Exercise requirements: Look below and pull out each line with the word "damage".

--- Material for this task ---

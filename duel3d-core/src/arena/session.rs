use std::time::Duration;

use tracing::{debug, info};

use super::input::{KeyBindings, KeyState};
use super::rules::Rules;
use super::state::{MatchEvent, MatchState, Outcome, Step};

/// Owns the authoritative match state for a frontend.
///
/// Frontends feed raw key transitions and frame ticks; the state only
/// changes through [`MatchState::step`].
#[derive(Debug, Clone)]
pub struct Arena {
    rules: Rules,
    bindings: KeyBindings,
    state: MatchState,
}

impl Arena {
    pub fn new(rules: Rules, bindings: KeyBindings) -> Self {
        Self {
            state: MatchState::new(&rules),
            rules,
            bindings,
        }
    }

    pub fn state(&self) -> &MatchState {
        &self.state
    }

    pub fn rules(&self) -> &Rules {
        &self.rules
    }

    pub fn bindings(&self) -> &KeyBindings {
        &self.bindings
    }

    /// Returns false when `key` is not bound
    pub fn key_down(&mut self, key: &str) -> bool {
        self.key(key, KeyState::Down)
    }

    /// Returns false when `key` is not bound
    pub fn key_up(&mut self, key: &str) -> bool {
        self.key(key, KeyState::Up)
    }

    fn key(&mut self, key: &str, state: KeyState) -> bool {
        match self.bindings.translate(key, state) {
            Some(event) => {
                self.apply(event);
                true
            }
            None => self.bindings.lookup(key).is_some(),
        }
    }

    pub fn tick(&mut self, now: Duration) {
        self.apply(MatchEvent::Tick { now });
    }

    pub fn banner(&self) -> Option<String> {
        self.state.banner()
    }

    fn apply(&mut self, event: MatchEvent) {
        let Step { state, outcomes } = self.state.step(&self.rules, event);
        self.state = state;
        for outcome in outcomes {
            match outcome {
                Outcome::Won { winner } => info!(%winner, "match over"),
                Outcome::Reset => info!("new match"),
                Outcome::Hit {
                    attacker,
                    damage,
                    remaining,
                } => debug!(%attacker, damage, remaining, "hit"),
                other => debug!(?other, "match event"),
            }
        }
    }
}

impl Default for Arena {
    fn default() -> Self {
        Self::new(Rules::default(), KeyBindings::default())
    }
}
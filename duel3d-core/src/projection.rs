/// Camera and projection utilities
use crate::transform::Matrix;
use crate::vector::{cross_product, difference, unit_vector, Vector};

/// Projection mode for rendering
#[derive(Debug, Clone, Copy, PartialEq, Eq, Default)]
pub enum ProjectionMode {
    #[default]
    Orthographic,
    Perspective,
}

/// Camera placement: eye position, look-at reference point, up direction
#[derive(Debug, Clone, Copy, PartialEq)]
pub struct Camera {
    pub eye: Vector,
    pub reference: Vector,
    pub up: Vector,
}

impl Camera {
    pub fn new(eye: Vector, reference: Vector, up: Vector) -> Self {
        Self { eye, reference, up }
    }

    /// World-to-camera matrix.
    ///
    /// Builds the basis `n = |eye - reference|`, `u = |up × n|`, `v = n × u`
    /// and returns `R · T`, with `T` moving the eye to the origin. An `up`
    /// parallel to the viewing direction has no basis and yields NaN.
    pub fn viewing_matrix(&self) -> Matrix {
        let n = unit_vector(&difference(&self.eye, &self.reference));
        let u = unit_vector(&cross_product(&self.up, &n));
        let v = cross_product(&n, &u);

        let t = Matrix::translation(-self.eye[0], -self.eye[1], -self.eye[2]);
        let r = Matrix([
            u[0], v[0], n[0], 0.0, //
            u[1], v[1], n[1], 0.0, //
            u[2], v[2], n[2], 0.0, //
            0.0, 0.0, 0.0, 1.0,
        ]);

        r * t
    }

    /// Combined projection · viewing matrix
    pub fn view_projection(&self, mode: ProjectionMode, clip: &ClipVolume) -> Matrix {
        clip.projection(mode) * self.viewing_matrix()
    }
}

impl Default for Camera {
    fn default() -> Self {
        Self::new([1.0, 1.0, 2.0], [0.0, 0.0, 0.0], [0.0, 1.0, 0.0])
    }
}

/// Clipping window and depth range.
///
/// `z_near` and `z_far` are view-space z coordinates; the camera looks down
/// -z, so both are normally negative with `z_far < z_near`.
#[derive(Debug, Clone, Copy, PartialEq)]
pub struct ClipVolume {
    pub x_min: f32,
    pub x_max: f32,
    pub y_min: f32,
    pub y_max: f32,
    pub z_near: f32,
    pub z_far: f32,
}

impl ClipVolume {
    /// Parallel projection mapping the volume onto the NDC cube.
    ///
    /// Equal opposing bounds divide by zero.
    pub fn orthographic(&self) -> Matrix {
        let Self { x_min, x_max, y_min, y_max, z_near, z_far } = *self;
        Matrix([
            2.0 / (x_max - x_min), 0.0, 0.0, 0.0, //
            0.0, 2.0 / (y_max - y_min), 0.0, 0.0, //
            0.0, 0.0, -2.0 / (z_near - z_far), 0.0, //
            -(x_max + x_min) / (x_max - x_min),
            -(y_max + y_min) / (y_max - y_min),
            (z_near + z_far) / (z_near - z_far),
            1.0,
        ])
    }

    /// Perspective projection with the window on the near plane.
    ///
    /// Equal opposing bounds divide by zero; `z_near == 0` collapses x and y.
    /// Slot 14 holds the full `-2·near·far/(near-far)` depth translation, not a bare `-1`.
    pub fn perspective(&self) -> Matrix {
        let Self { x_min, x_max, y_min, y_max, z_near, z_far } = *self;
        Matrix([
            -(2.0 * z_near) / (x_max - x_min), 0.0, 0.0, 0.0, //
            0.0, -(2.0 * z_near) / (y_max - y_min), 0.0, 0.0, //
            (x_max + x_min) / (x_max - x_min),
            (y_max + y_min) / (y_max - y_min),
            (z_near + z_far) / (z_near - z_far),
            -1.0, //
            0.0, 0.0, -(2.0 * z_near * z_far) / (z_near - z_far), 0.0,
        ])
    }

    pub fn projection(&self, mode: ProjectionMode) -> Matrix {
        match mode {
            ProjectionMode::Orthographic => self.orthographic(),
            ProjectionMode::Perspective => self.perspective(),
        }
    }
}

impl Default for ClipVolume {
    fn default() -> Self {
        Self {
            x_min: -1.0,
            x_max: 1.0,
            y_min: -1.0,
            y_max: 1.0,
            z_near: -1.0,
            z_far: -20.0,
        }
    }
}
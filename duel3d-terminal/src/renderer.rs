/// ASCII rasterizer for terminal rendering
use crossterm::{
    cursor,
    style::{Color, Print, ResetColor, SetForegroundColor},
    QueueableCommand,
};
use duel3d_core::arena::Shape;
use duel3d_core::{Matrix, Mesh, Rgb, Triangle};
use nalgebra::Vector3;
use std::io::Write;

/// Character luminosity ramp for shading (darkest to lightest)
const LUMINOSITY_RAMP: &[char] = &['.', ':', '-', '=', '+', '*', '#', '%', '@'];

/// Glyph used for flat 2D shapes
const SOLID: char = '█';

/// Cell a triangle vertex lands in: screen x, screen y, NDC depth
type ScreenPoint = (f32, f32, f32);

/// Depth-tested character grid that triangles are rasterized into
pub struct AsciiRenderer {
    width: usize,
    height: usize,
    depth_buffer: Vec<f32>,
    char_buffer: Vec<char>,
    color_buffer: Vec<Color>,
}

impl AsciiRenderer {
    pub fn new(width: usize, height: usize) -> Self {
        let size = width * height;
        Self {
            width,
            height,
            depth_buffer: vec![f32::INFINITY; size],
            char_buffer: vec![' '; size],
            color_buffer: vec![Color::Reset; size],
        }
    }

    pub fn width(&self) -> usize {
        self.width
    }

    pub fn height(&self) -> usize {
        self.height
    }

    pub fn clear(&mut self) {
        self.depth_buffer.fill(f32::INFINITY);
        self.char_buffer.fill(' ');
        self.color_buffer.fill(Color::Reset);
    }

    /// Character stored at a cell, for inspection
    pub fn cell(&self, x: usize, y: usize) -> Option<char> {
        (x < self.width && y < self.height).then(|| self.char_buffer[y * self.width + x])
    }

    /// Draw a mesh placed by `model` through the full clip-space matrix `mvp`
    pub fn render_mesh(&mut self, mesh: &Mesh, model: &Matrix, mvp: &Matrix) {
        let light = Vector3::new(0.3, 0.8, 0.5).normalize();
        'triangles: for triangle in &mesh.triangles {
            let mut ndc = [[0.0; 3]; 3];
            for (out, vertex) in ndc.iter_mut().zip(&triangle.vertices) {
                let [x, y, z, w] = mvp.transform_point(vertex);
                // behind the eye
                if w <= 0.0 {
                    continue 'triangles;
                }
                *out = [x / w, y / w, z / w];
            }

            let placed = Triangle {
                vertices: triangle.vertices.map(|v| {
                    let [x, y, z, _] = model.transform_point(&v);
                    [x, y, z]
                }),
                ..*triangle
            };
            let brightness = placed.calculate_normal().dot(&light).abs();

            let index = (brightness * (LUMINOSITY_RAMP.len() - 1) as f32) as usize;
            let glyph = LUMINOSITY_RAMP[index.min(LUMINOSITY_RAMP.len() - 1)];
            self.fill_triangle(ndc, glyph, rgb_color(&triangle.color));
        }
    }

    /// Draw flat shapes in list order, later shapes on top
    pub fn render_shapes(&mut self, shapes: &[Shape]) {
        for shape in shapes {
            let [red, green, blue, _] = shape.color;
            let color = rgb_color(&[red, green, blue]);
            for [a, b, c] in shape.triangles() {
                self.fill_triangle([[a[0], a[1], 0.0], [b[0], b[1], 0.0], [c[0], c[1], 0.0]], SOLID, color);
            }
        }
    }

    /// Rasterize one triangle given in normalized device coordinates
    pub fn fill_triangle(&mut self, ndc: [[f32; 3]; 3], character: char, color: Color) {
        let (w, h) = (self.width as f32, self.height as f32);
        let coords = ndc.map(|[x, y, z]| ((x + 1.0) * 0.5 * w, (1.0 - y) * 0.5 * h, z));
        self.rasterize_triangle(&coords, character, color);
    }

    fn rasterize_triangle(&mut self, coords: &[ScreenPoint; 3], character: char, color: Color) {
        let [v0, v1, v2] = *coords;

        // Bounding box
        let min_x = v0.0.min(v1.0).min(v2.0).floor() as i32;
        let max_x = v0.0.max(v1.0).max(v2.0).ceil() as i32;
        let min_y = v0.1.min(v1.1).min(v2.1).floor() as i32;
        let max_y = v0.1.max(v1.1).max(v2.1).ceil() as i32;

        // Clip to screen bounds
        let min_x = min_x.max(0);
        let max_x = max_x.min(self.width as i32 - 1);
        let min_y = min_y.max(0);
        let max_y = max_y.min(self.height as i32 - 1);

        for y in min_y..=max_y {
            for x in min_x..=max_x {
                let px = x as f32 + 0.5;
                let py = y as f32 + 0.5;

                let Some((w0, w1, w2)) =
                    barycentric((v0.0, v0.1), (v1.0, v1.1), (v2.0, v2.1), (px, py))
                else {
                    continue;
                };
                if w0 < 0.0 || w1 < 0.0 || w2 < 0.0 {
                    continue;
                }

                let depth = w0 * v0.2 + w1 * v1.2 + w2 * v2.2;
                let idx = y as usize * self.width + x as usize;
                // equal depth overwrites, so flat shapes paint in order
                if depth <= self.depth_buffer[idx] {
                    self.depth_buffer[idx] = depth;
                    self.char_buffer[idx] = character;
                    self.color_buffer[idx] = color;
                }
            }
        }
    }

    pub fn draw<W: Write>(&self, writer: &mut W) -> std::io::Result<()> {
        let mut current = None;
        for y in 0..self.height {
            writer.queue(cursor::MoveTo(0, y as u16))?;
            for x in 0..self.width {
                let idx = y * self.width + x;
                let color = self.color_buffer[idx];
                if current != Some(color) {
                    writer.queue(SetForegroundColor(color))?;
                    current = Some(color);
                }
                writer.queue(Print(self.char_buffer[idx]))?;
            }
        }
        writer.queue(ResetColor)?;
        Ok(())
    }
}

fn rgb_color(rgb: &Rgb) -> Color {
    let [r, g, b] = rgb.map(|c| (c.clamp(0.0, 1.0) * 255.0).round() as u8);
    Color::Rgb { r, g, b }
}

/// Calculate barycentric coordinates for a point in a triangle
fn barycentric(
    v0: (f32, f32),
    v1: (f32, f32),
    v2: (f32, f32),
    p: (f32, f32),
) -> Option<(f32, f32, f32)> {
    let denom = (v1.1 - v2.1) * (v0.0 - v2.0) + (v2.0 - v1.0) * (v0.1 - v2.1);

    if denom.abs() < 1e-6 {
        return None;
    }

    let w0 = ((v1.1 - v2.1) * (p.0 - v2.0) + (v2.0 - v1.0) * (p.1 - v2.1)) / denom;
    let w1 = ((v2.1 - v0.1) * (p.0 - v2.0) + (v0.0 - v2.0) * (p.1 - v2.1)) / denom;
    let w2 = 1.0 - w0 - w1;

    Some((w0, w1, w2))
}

---

Completed exercise:
                    damage,
                } => debug!(%attacker, damage, remaining, "hit"),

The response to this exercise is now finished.